One cannot program in C++ without thinking about object lifetimes. So this time, we implement the same cell actor slightly differently and add some print statements that allow us to reason about lifetimes of objects:

class cell_impl : public caf::event_based_actor {
public:
  using super = caf::event_based_actor;

  cell_impl(caf::actor_config& cfg, int32_t value) : super(cfg)  {
    println("create actor and state objects");
    value_ = std::make_unique<int32_t>(value);
  }

  ~cell_impl() override {
    println("destroy actor object");
  }

  caf::behavior make_behavior() override {
    return {
      [this](caf::get_atom) {
        return *value_;
      },
    };
  }

  void on_exit() override {
    println("destroy state object");
    value_.reset();
  }

  const char* name() const override {
    return "cell";
  }

private:
  std::unique_ptr<int32_t> value_;
};

The question "is this safe?" may come mind, because we destroy value_ in on_exit but access it without null pointer check in our behavior. To answer the question: yes, CAF guarantees that this code is safe. We allocate the state in the constructor for the actor. This means value_ points to a heap-allocated integer when first calling make_behavior. When an actor terminates, it cleans up its behavior and calls on_exit. Finally, the actor object itself gets destroyed when the strong reference count drops to zero.

Our slightly different cell actor prints on construction and when destroying either value_ or the object itself. To understand how CAF manages the lifetime of actors, we also add print statements to our caf_main, add an caf::actor_addr that points to our cell in addition the regular caf::actor handle, and terminate the actor before our handle to it goes out of scope:

Source Code

void caf_main(caf::actor_system& sys) {
  println("enter main");
  caf::actor_addr cell_addr;
  {
    println("enter inner scope");
    caf::actor cell = sys.spawn<cell_impl>(42);
    cell_addr = caf::actor_cast<caf::actor_addr>(cell);
    caf::scoped_actor self{sys};
    self->send(cell, caf::get_atom_v);
    self->receive(
      [](int32_t value) {
        println("cell responded with: ", value);
      });
    self->send_exit(cell, caf::exit_reason::user_shutdown);
    self->wait_for(cell);
    println("leave inner scope (cell goes out of scope)");
  }
  assert(cell_addr != nullptr);
  auto hdl = caf::actor_cast<caf::actor>(cell_addr);
  if (hdl)
    println("hdl != null");
  else
    println("hdl == null");
  println("leave main (cell_addr goes out of scope)");
}

Output

enter main
enter inner scope
create actor and state objects
cell responded with: 42
destroy state object
leave inner scope (cell goes out of scope)
destroy actor object
hdl == null
leave main (cell_addr goes out of scope)

The program prints a deterministic output, although the cell actor runs in another thread. After receiving the result from the cell, we force it to terminate by sending it an exit message. As part of its termination, the actor calls on_exit and prints "destroy state object". Then, we wait in the inner scope until self receives the down message for cell. We could also explicitly call self->monitor(cell) and then wait for a down_msg, the function wait_for is simply a convenience API that does that for us. Afterwards, we leave the inner scope and the actor object gets destroyed. We can see this in the output from the text we print in the destructor. At this point, we still hold onto a weak reference through cell_addr. What about that?

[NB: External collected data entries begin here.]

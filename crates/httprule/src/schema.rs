//! Descriptor view of the protobuf files handed to the generator.
//!
//! Only the pieces needed to build routes are modelled: services, their
//! methods with the resolved `google.api.http` rule, and the messages those
//! methods reference.
use std::{collections::HashMap, fmt};

use serde::{Deserialize, Serialize};

use crate::model::{FieldPath, HttpMethod};

/// Scalar protobuf types.
#[derive(Debug, Clone, Copy, PartialEq, Eq, Hash, Serialize, Deserialize)]
#[serde(rename_all = "lowercase")]
pub enum ScalarKind {
    /// Double type
    Double,
    /// Float type
    Float,
    /// Int type.
    Int32,
    /// Long type.
    Int64,
    /// Unsigned int type.
    Uint32,
    /// Unsigned long type.
    Uint64,
    /// Signed int type, zigzag encoded.
    Sint32,
    /// Signed long type, zigzag encoded.
    Sint64,
    /// Unsigned int type, fixed length.
    Fixed32,
    /// Unsigned long type, fixed length.
    Fixed64,
    /// Signed int type, fixed length.
    Sfixed32,
    /// Signed long type, fixed length.
    Sfixed64,
    /// Boolean type.
    Bool,
    /// String type.
    String,
    /// Bytes type.
    Bytes,
}

impl ScalarKind {
    /// The keyword used for this type in `.proto` files.
    pub fn as_str(self) -> &'static str {
        match self {
            ScalarKind::Double => "double",
            ScalarKind::Float => "float",
            ScalarKind::Int32 => "int32",
            ScalarKind::Int64 => "int64",
            ScalarKind::Uint32 => "uint32",
            ScalarKind::Uint64 => "uint64",
            ScalarKind::Sint32 => "sint32",
            ScalarKind::Sint64 => "sint64",
            ScalarKind::Fixed32 => "fixed32",
            ScalarKind::Fixed64 => "fixed64",
            ScalarKind::Sfixed32 => "sfixed32",
            ScalarKind::Sfixed64 => "sfixed64",
            ScalarKind::Bool => "bool",
            ScalarKind::String => "string",
            ScalarKind::Bytes => "bytes",
        }
    }
}

impl fmt::Display for ScalarKind {
    fn fmt(&self, f: &mut fmt::Formatter<'_>) -> fmt::Result {
        f.write_str(self.as_str())
    }
}

/// Possible labels for fields.
#[derive(Debug, Clone, Copy, PartialEq, Eq)]
pub enum Label {
    /// The field was marked as `optional`.
    Optional,
    /// The field was marked as `repeated`.
    Repeated,
}

/// Possible field types.
#[derive(Debug, Clone, PartialEq, Eq)]
pub enum FieldType {
    Scalar(ScalarKind),
    /// An enum, by fully qualified name.
    Enum(String),
    /// A message, by fully qualified name.
    Message(String),
    Map {
        key: ScalarKind,
        value: Box<FieldType>,
    },
}

impl FieldType {
    /// Short name of the kind of type, as used in messages.
    pub fn describe(&self) -> &'static str {
        match self {
            FieldType::Scalar(_) => "scalar",
            FieldType::Enum(_) => "enum",
            FieldType::Message(_) => "message",
            FieldType::Map { .. } => "map",
        }
    }
}

/// A message's field.
#[derive(Debug, Clone, PartialEq, Eq)]
pub struct Field {
    /// Name of the field, as declared.
    pub name: String,
    /// Number of the field.
    pub number: u32,
    /// Label of the field, if any.
    pub label: Option<Label>,
    /// Type of the value of this field.
    pub ty: FieldType,
}

impl Field {
    pub fn new(name: impl Into<String>, number: u32, ty: FieldType) -> Self {
        Self {
            name: name.into(),
            number,
            label: None,
            ty,
        }
    }

    pub fn scalar(name: impl Into<String>, number: u32, kind: ScalarKind) -> Self {
        Self::new(name, number, FieldType::Scalar(kind))
    }

    pub fn message(name: impl Into<String>, number: u32, type_name: impl Into<String>) -> Self {
        Self::new(name, number, FieldType::Message(type_name.into()))
    }

    pub fn repeated(mut self) -> Self {
        self.label = Some(Label::Repeated);
        self
    }

    pub fn is_repeated(&self) -> bool {
        self.label == Some(Label::Repeated)
    }
}

/// A protobuf message.
#[derive(Debug, Clone, PartialEq, Eq)]
pub struct Message {
    /// Fully qualified name, without the leading dot.
    pub name: String,
    /// Fields in declaration order.
    pub fields: Vec<Field>,
}

impl Message {
    pub fn new(name: impl Into<String>) -> Self {
        Self {
            name: strip_dot(&name.into()).to_string(),
            fields: vec![],
        }
    }

    pub fn with_field(mut self, field: Field) -> Self {
        self.fields.push(field);
        self
    }

    pub fn field(&self, name: &str) -> Option<&Field> {
        self.fields.iter().find(|f| f.name == name)
    }
}

/// The `google.api.http` rule attached to a method.
#[derive(Debug, Clone, PartialEq, Eq)]
pub enum HttpRule {
    Get(String),
    Put(String),
    Post(String),
    Delete(String),
    Patch(String),
    /// A custom verb, which is never bound.
    Custom { kind: String, path: String },
}

impl HttpRule {
    /// The HTTP method and pattern of this rule, `None` for custom verbs.
    pub fn method_and_pattern(&self) -> Option<(HttpMethod, &str)> {
        match self {
            HttpRule::Get(p) => Some((HttpMethod::Get, p)),
            HttpRule::Put(p) => Some((HttpMethod::Put, p)),
            HttpRule::Post(p) => Some((HttpMethod::Post, p)),
            HttpRule::Delete(p) => Some((HttpMethod::Delete, p)),
            HttpRule::Patch(p) => Some((HttpMethod::Patch, p)),
            HttpRule::Custom { .. } => None,
        }
    }
}

/// A service's method.
#[derive(Debug, Clone, PartialEq, Eq)]
pub struct Method {
    pub name: String,
    /// Fully qualified request message name.
    pub input_type: String,
    /// Fully qualified response message name.
    pub output_type: String,
    pub client_streaming: bool,
    pub server_streaming: bool,
    pub http_rule: Option<HttpRule>,
    /// Leading comments of the method.
    pub documentation: Option<String>,
}

impl Method {
    pub fn unary(
        name: impl Into<String>,
        input_type: impl Into<String>,
        output_type: impl Into<String>,
    ) -> Self {
        Self {
            name: name.into(),
            input_type: input_type.into(),
            output_type: output_type.into(),
            client_streaming: false,
            server_streaming: false,
            http_rule: None,
            documentation: None,
        }
    }

    pub fn with_rule(mut self, rule: HttpRule) -> Self {
        self.http_rule = Some(rule);
        self
    }

    pub fn is_streaming(&self) -> bool {
        self.client_streaming || self.server_streaming
    }
}

/// A protobuf service.
#[derive(Debug, Clone, PartialEq, Eq)]
pub struct Service {
    pub name: String,
    pub methods: Vec<Method>,
    pub documentation: Option<String>,
}

/// A protobuf file being generated.
#[derive(Debug, Clone, PartialEq, Eq)]
pub struct File {
    /// Path of the file, as given to the compiler.
    pub name: String,
    pub package: String,
    pub services: Vec<Service>,
}

/// Index of every message reachable from the files being generated.
#[derive(Debug, Clone, Default)]
pub struct Schema {
    messages: HashMap<String, Message>,
}

impl Schema {
    pub fn new() -> Self {
        Self::default()
    }

    pub fn define_message(&mut self, message: Message) -> &mut Self {
        self.messages.insert(message.name.clone(), message);
        self
    }

    /// Look up a message by its fully qualified name, with or without the
    /// leading dot used by descriptors.
    pub fn message(&self, name: &str) -> Option<&Message> {
        self.messages.get(strip_dot(name))
    }

    /// Walk `path` from `message` through singular message fields.
    pub fn resolve_field<'s>(
        &'s self,
        message: &'s Message,
        path: &FieldPath,
    ) -> Option<&'s Field> {
        let (last, parents) = path.segments().split_last()?;
        let mut current = message;

        for name in parents {
            let field = current.field(name)?;

            match &field.ty {
                FieldType::Message(type_name) if !field.is_repeated() => {
                    current = self.message(type_name)?;
                }
                _ => return None,
            }
        }

        current.field(last)
    }
}

fn strip_dot(name: &str) -> &str {
    name.strip_prefix('.').unwrap_or(name)
}

#[cfg(test)]
mod tests {
    use super::*;

    fn schema() -> Schema {
        let mut schema = Schema::new();
        schema
            .define_message(
                Message::new(".pkg.Req")
                    .with_field(Field::scalar("id", 1, ScalarKind::String))
                    .with_field(Field::message("sub", 2, ".pkg.Sub"))
                    .with_field(Field::message("subs", 3, ".pkg.Sub").repeated()),
            )
            .define_message(
                Message::new("pkg.Sub")
                    .with_field(Field::scalar("subfield", 1, ScalarKind::String)),
            );
        schema
    }

    #[test]
    fn test_message_lookup_strips_dot() {
        let schema = schema();

        assert!(schema.message(".pkg.Req").is_some());
        assert!(schema.message("pkg.Req").is_some());
        assert_eq!(schema.message("pkg.Sub").unwrap().name, "pkg.Sub");
        assert!(schema.message("pkg.Missing").is_none());
    }

    #[test]
    fn test_resolve_field() {
        let schema = schema();
        let req = schema.message("pkg.Req").unwrap();

        let field = schema.resolve_field(req, &FieldPath::from("sub.subfield"));
        assert_eq!(field.map(|f| f.name.as_str()), Some("subfield"));

        assert!(schema.resolve_field(req, &FieldPath::from("id")).is_some());
        assert!(schema.resolve_field(req, &FieldPath::from("sub.missing")).is_none());
        assert!(schema.resolve_field(req, &FieldPath::from("id.nope")).is_none());
        assert!(schema.resolve_field(req, &FieldPath::from("subs.subfield")).is_none());
    }

    #[test]
    fn test_custom_rule_has_no_method() {
        let rule = HttpRule::Custom {
            kind: "HEAD".to_string(),
            path: "/v1/x".to_string(),
        };

        assert_eq!(rule.method_and_pattern(), None);
        assert_eq!(
            HttpRule::Post("/v1/x".to_string()).method_and_pattern(),
            Some((HttpMethod::Post, "/v1/x"))
        );
    }
}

To understand the inner workings of the handle types, think of the strong actor handles as a smart pointer like std::shared_ptr and of actor_addr as a smart pointer like std::weak_ptr. The function actor_cast converts between the various handle types. Converting a strong reference to a weak one always succeeds. However, trying to convert an actor_addr to a strong handle type fails (returns null) if the actor is already destroyed! In the standard library, we would call weak_ptr::lock for this conversion, which behaves in a similar way.

We already mentioned strong and weak references a couple of times. The C++ standard library calls these owning and non-owning. However, what does that actually mean for our program? To answer this, we need to look more closely at the reference counting implementation. The following figure depicts a simplified view of how our example looks like in terms of object relations at runtime.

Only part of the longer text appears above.